→ **Problem**
Check every line below for the word "layer" and copy each one that has it.
↓↓↓
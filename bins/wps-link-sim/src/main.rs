use clap::Parser;
use rand::rngs::StdRng;
use rand::{Rng, SeedableRng};

use std::sync::Arc;
use std::sync::atomic::{AtomicBool, Ordering};

use wps_config::{LinkConfig, toml_config};
use wps_core::{FormatSource, FpError, FpFormat, FpMean, FrameOutcome, LinkError, NodeRole, debug};
use wps_link::{HeaderCfg, LinkMac, LinkProtocol, LqiSample, MultiRadio, SawArq, TdmaSync, configure_header_connection};

/// Lowest level of the simulated receiver gain entry, in tenths of dB
const GAIN_MIN_TENTH_DB: u16 = 100;
/// Scheduled time between two frames
const FRAME_DURATION_PLL_CYCLES: u32 = 20_000;
/// Frame period as seen by the ARQ time to live
const FRAME_DURATION_MS: u64 = 1;
/// Node crystal drift per frame
const DRIFT_PLL_CYCLES_PER_FRAME: i32 = 3;
/// Node starts this far behind the coordinator and has to find it
const INITIAL_CLOCK_ERROR_PLL_CYCLES: i32 = -300;
/// How late the node may wake up and still catch the preamble
const LATE_WAKEUP_MARGIN_PLL_CYCLES: i32 = 16;
/// Receiver codes above this are lost
const SENSITIVITY_CODE: u8 = 44;

/// Load configuration file
fn load_config_from_toml(cfg_path: &str) -> LinkConfig {
    match toml_config::from_file(cfg_path) {
        Ok(c) => c,
        Err(e) => {
            println!("Failed to load configuration from {}: {}", cfg_path, e);
            std::process::exit(1);
        }
    }
}

#[derive(Debug, Default)]
struct SimStats {
    frames: u32,
    received: u32,
    lost_signal: u32,
    lost_timing: u32,
    radio_switches: u32,
    synced_frames: u32,
    dropped: u32,
    channel_mismatch: u32,
}

/// One coordinator and one two-radio node exchanging headers over a simulated channel
struct Simulator {
    cfg: LinkConfig,
    rng: StdRng,
    radio_codes: [u8; 2],

    coord: LinkMac,
    node: LinkMac,
    coord_header: LinkProtocol<LinkMac>,
    node_header: LinkProtocol<LinkMac>,
    frame: Vec<u8>,

    /// Downlink retransmissions, first attempt time and retries of the pending frame
    coord_saw: SawArq,
    pending: Option<(u64, u16)>,

    multi_radio: MultiRadio<2>,
    tdma_sync: TdmaSync,
    clock_error: i32,

    fp: FpFormat,
    timing_error_mean: FpMean,
    rdo_mean: FpMean,
    stats: SimStats,
}

impl Simulator {
    fn new(cfg: LinkConfig, seed: u64, radio_codes: [u8; 2], frames: u32) -> Result<Self, LinkError> {
        let header_cfg = HeaderCfg::from(&cfg.header);
        let coord_header = configure_header_connection(&header_cfg)?;
        let node_header = configure_header_connection(&header_cfg)?;
        let frame = vec![0u8; coord_header.max_buffer_size()];

        let (fp, source) = FpFormat::initialize(cfg.fixed_point.precision_bits, cfg.fixed_point.integer_bits);
        if source != FormatSource::AsRequested {
            tracing::info!("statistics format Q{}.{} ({:?})", fp.integer_bits(), fp.precision(), source);
        }
        let mean_size = u16::try_from(frames).unwrap_or(u16::MAX).max(1);

        Ok(Self {
            rng: StdRng::seed_from_u64(seed),
            radio_codes,
            coord: LinkMac::new(NodeRole::Coordinator, &cfg)?,
            node: LinkMac::new(NodeRole::Node, &cfg)?,
            coord_saw: SawArq::from_config(&cfg.saw_arq, false),
            pending: None,
            coord_header,
            node_header,
            frame,
            multi_radio: MultiRadio::new(&cfg.multi_radio, cfg.lqi.mode),
            tdma_sync: TdmaSync::new(&cfg.tdma_sync),
            clock_error: INITIAL_CLOCK_ERROR_PLL_CYCLES,
            fp,
            timing_error_mean: FpMean::new(&fp, mean_size),
            rdo_mean: FpMean::new(&fp, mean_size),
            stats: SimStats::default(),
            cfg,
        })
    }

    /// Radio outcome and measurement for one frame
    fn sample_radio(&mut self, radio: usize) -> (FrameOutcome, LqiSample) {
        let jitter = self.rng.random_range(-3..=3i16);
        let code = (self.radio_codes[radio] as i16 + jitter).clamp(0, 47) as u8;
        let noise = self.rng.random_range(40..=47u8);
        let sample = LqiSample::from_raw(GAIN_MIN_TENTH_DB, code, noise);
        let outcome = if code > SENSITIVITY_CODE || self.rng.random_bool(0.02) {
            FrameOutcome::Lost
        } else {
            FrameOutcome::Received
        };
        (outcome, sample)
    }

    fn step(&mut self, n: u32) -> Result<(), LinkError> {
        self.stats.frames += 1;
        let now_ms = n as u64 * FRAME_DURATION_MS;
        if self.node.channel_hopping.get_channel() != self.coord.channel_hopping.get_channel() {
            self.stats.channel_mismatch += 1;
        }
        let len = self.coord_header.send_buffer(&mut self.coord, &mut self.frame)?;

        let replying = self.multi_radio.get_replying_radio();
        let mut outcome = FrameOutcome::Lost;
        for radio in 0..2u8 {
            let (radio_outcome, sample) = self.sample_radio(radio as usize);
            self.multi_radio.update_radio(radio, radio_outcome, sample);
            if radio == replying {
                outcome = radio_outcome;
            }
        }
        self.multi_radio.update();
        if self.multi_radio.get_replying_radio() != replying {
            self.stats.radio_switches += 1;
        }

        // Node clock drifts, a late wake-up misses the frame whatever the signal
        self.clock_error += DRIFT_PLL_CYCLES_PER_FRAME;
        if outcome == FrameOutcome::Received && self.clock_error < -LATE_WAKEUP_MARGIN_PLL_CYCLES {
            self.stats.lost_timing += 1;
            outcome = FrameOutcome::Lost;
        } else if outcome != FrameOutcome::Received {
            self.stats.lost_signal += 1;
        }

        let base = self.tdma_sync.base_target_rx_waited() as i32;
        let rx_waited = (base + self.clock_error).clamp(0, u16::MAX as i32) as u16;
        if self.tdma_sync.is_slave_synced() {
            self.tdma_sync.slave_adjust(outcome, rx_waited, &self.cfg.tdma_sync.cca);
        } else {
            self.tdma_sync.slave_find(outcome, rx_waited, &self.cfg.tdma_sync.cca);
        }
        // The pending offset lengthens or shortens the next sleep
        self.clock_error -= self.tdma_sync.sync_slave_offset();
        self.tdma_sync.update_rx(FRAME_DURATION_PLL_CYCLES, &self.cfg.tdma_sync.cca);

        if outcome == FrameOutcome::Received {
            self.stats.received += 1;
            self.node_header.receive_buffer(&mut self.node, &self.frame[..len])?;
            self.rdo_mean.add(self.fp.int_to_q(self.node.link_rdo.get_offset() as i32));
        } else {
            // The node still keeps its own counter running
            self.node.link_rdo.set_offset(None);
        }
        self.update_arq(outcome, now_ms);

        // Both ends hop every frame, the node realigns whenever it hears the coordinator
        self.coord.channel_hopping.increment_sequence(1);
        self.node.channel_hopping.increment_sequence(1);

        if self.tdma_sync.is_slave_synced() {
            self.stats.synced_frames += 1;
        }
        self.timing_error_mean.add(self.fp.int_to_q(self.clock_error.abs()));

        tracing::trace!(
            frame = n,
            "{:?} on radio {} clock error {} sleep {} timeout {}",
            outcome,
            replying,
            self.clock_error,
            self.tdma_sync.sleep_cycles(),
            self.tdma_sync.timeout()
        );
        if n % 100 == 0 {
            tracing::info!(
                frame = n,
                "received {}/{} synced {} replying radio {}",
                self.stats.received,
                self.stats.frames,
                self.tdma_sync.is_slave_synced(),
                self.multi_radio.get_replying_radio()
            );
        }
        Ok(())
    }

    /// Retries the pending downlink frame until it gets through or outlives its TTL
    fn update_arq(&mut self, outcome: FrameOutcome, now_ms: u64) {
        let (first_tx, retries) = self.pending.unwrap_or((now_ms, 0));
        if outcome == FrameOutcome::Received {
            self.coord_saw.inc_seq_num();
            self.pending = None;
        } else if self.coord_saw.is_frame_timeout(first_tx, retries, now_ms) {
            self.stats.dropped += 1;
            self.coord_saw.inc_seq_num();
            self.pending = None;
        } else {
            self.pending = Some((first_tx, retries.saturating_add(1)));
        }
    }

    fn mean_as_float(&self, mean: &FpMean) -> f32 {
        let count = mean.index().min(mean.max_size());
        if count == 0 {
            return 0.0;
        }
        match mean.calculate(count) {
            Ok(q) => self.fp.q_to_float(q),
            Err(e) => {
                tracing::warn!("mean_as_float: {}", e);
                0.0
            }
        }
    }

    /// Received share of all frames. The counts are scaled down first so large runs still fit
    /// the integer range of the statistics format.
    fn reception_ratio(&self) -> Result<f32, FpError> {
        let frame_bits = u32::BITS - self.stats.frames.leading_zeros();
        let shift = frame_bits.saturating_sub(self.fp.integer_bits() as u32);
        let received = self.fp.int_to_q((self.stats.received >> shift) as i32);
        let frames = self.fp.int_to_q((self.stats.frames >> shift) as i32);
        Ok(self.fp.q_to_float(self.fp.division(received, frames)?))
    }

    fn print_summary(&self) {
        let s = &self.stats;
        println!("frames:             {}", s.frames);
        println!("received:           {}", s.received);
        match self.reception_ratio() {
            Ok(r) => println!("reception ratio:    {:.3}", r),
            Err(e) => println!("reception ratio:    n/a ({})", e),
        }
        println!("lost (signal):      {}", s.lost_signal);
        println!("lost (timing):      {}", s.lost_timing);
        println!("synced frames:      {}", s.synced_frames);
        println!("slave synced:       {}", self.tdma_sync.is_slave_synced());
        println!("radio switches:     {}", s.radio_switches);
        println!("dropped frames:     {}", s.dropped);
        println!("arq retries:        {}", self.coord_saw.retry_count());
        println!("off-channel frames: {}", s.channel_mismatch);
        println!("replying radio:     {}", self.multi_radio.get_replying_radio());
        println!("header bytes:       {}", self.coord_header.buffer_size());
        println!("mean |clock error|: {:.2} PLL cycles", self.mean_as_float(&self.timing_error_mean));
        println!("mean rdo offset:    {:.2}", self.mean_as_float(&self.rdo_mean));
    }
}

#[derive(Parser, Debug)]
#[command(
    author,
    version,
    about = "WPS link layer simulator",
    long_about = "Runs a coordinator and a two-radio node through the link layer using the provided TOML configuration"
)]
struct Args {
    /// Config file (required)
    #[arg(help = "TOML config with link layer parameters")]
    config: String,

    /// Number of frames to simulate
    #[arg(long, default_value_t = 1000)]
    frames: u32,

    /// Seed for the simulated channel
    #[arg(long, default_value_t = 1)]
    seed: u64,

    /// Mean receiver code of each node radio, lower is stronger
    #[arg(long, value_delimiter = ',', default_value = "20,12")]
    radio_rssi: Vec<u8>,
}

fn main() {
    eprintln!(" -> WPS link layer simulator\n");

    let args = Args::parse();
    let cfg = load_config_from_toml(&args.config);
    let _log_guard = match debug::setup_logging_default(cfg.debug_log.clone()) {
        Ok(g) => g,
        Err(e) => {
            println!("Failed to open log file: {}", e);
            std::process::exit(1);
        }
    };

    if cfg.multi_radio.radio_count != 2 {
        println!("Simulator needs multi_radio.radio_count = 2, got {}", cfg.multi_radio.radio_count);
        std::process::exit(1);
    }
    let radio_codes: [u8; 2] = match args.radio_rssi.as_slice() {
        [a, b] => [*a, *b],
        other => {
            println!("--radio-rssi takes two values, got {}", other.len());
            std::process::exit(1);
        }
    };

    let mut sim = match Simulator::new(cfg, args.seed, radio_codes, args.frames) {
        Ok(s) => s,
        Err(e) => {
            println!("Failed to build connection header: {}", e);
            std::process::exit(1);
        }
    };

    // Set up Ctrl+C handler for graceful shutdown
    let running = Arc::new(AtomicBool::new(true));
    let r = running.clone();
    if let Err(e) = ctrlc::set_handler(move || {
        r.store(false, Ordering::SeqCst);
    }) {
        tracing::warn!("failed to set Ctrl+C handler: {}", e);
    }

    for n in 0..args.frames {
        if !running.load(Ordering::SeqCst) {
            tracing::info!(frame = n, "stopped");
            break;
        }
        if let Err(e) = sim.step(n) {
            tracing::error!(frame = n, "{}", e);
            break;
        }
    }

    sim.print_summary();
}
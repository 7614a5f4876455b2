//! Signed QX.Y fixed point arithmetic.
//!
//! A `QNum` is a plain `i32`. The format (integer bits X, precision bits Y) is not carried by the
//! number itself; callers hold an `FpFormat` and pass it to every operation on numbers of that
//! format. All arithmetic is done in 64-bit and clamped back to the i32 range, never wrapped.

use thiserror::Error;

pub type QNum = i32;

const FP_TOTAL_NUMBER_OF_BITS: u16 = 32;
pub const FP_DEFAULT_PRECISION: u8 = 16;
pub const FP_DEFAULT_INTEGER_BITS: u8 = 15;

#[derive(Error, Debug, Clone, Copy, PartialEq, Eq)]
pub enum FpError {
    #[error("fixed point division by zero")]
    DivisionByZero,
}

/// How `FpFormat::initialize` arrived at the returned format
#[derive(Debug, Clone, Copy, PartialEq, Eq)]
pub enum FormatSource {
    /// Both bit counts used as given
    AsRequested,
    /// One of the two bit counts was zero and was derived from the other
    Derived,
    /// Both were zero or the sum did not fit 32 bits; the Q15.16 default was applied
    DefaultApplied,
}

/// A QX.Y format. Only `initialize` and `Default` build one, so `X + Y + 1` never exceeds 32.
#[derive(Debug, Clone, Copy, PartialEq, Eq)]
pub struct FpFormat {
    /// Number of fractional bits (Y)
    precision: u8,
    /// Number of integer bits (X), sign bit excluded
    integer_bits: u8,
}

impl Default for FpFormat {
    /// Q15.16
    fn default() -> Self {
        Self {
            precision: FP_DEFAULT_PRECISION,
            integer_bits: FP_DEFAULT_INTEGER_BITS,
        }
    }
}

impl FpFormat {
    /// Builds a format from the requested bit counts.
    ///
    /// - both zero, or `precision + integer + 1 > 32`: Q15.16 default
    /// - only one zero: derived as `32 - other - 1`
    /// - otherwise: as given
    ///
    /// The second tuple element tells which of these happened.
    pub fn initialize(precision_bits: u8, integer_bits: u8) -> (FpFormat, FormatSource) {
        let total_bits = precision_bits as u16 + integer_bits as u16 + 1;

        if (precision_bits == 0 && integer_bits == 0) || total_bits > FP_TOTAL_NUMBER_OF_BITS {
            tracing::warn!(
                "fixed point format Q{}.{} not usable, applying default Q{}.{}",
                integer_bits,
                precision_bits,
                FP_DEFAULT_INTEGER_BITS,
                FP_DEFAULT_PRECISION
            );
            (FpFormat::default(), FormatSource::DefaultApplied)
        } else if integer_bits == 0 {
            let fmt = FpFormat {
                precision: precision_bits,
                integer_bits: (FP_TOTAL_NUMBER_OF_BITS as u8) - precision_bits - 1,
            };
            (fmt, FormatSource::Derived)
        } else if precision_bits == 0 {
            let fmt = FpFormat {
                precision: (FP_TOTAL_NUMBER_OF_BITS as u8) - integer_bits - 1,
                integer_bits,
            };
            (fmt, FormatSource::Derived)
        } else {
            let fmt = FpFormat {
                precision: precision_bits,
                integer_bits,
            };
            (fmt, FormatSource::AsRequested)
        }
    }

    pub fn precision(&self) -> u8 {
        self.precision
    }

    pub fn integer_bits(&self) -> u8 {
        self.integer_bits
    }

    /// Largest integer part representable in this format: 2^X - 1
    fn integer_max(&self) -> i64 {
        (1i64 << self.integer_bits) - 1
    }

    /// Smallest integer part representable in this format: -2^X
    fn integer_min(&self) -> i64 {
        -1 - self.integer_max()
    }

    fn scale(&self) -> i64 {
        1i64 << self.precision
    }

    pub fn float_to_q(&self, real_number: f32) -> QNum {
        let max = self.integer_max() as f32;
        let min = self.integer_min() as f32;
        let clamped = if real_number > max {
            max
        } else if real_number < min {
            min
        } else {
            real_number
        };
        // `as` truncates toward zero and saturates at the i32 bounds
        (clamped * self.scale() as f32) as QNum
    }

    pub fn q_to_float(&self, q_number: QNum) -> f32 {
        q_number as f32 / self.scale() as f32
    }

    pub fn int_to_q(&self, real_number: i32) -> QNum {
        saturate_32((real_number as i64) << self.precision)
    }

    /// Arithmetic shift, rounds toward negative infinity
    pub fn q_to_int(&self, q_number: QNum) -> i32 {
        q_number >> self.precision
    }

    pub fn multiply(&self, q_num1: QNum, q_num2: QNum) -> QNum {
        let product = (q_num1 as i64) * (q_num2 as i64);
        saturate_32(product >> self.precision)
    }

    /// The dividend is scaled up by the precision before dividing so the quotient keeps its
    /// fractional part.
    pub fn division(&self, q_num1: QNum, q_num2: QNum) -> Result<QNum, FpError> {
        if q_num2 == 0 {
            return Err(FpError::DivisionByZero);
        }
        let nominator_scale = (q_num1 as i64) << self.precision;
        Ok(saturate_32(nominator_scale / q_num2 as i64))
    }

    /// 1.0 in this format (2^Y)
    pub fn get_precision_q(&self) -> QNum {
        saturate_32(self.scale())
    }
}

pub fn add(q_num1: QNum, q_num2: QNum) -> QNum {
    saturate_32(q_num1 as i64 + q_num2 as i64)
}

pub fn sub(q_num1: QNum, q_num2: QNum) -> QNum {
    saturate_32(q_num1 as i64 - q_num2 as i64)
}

/// Clamps a 64-bit intermediate to the i32 range
#[inline]
pub fn saturate_32(value: i64) -> QNum {
    value.clamp(i32::MIN as i64, i32::MAX as i64) as QNum
}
↑↑↑
→ **Response for this exercise**
    about = "WPS link layer simulator",
    long_about = "Runs a coordinator and a two-radio node through the link layer using the provided TOML configuration"
    #[arg(help = "TOML config with link layer parameters")]
    eprintln!(" -> WPS link layer simulator\n");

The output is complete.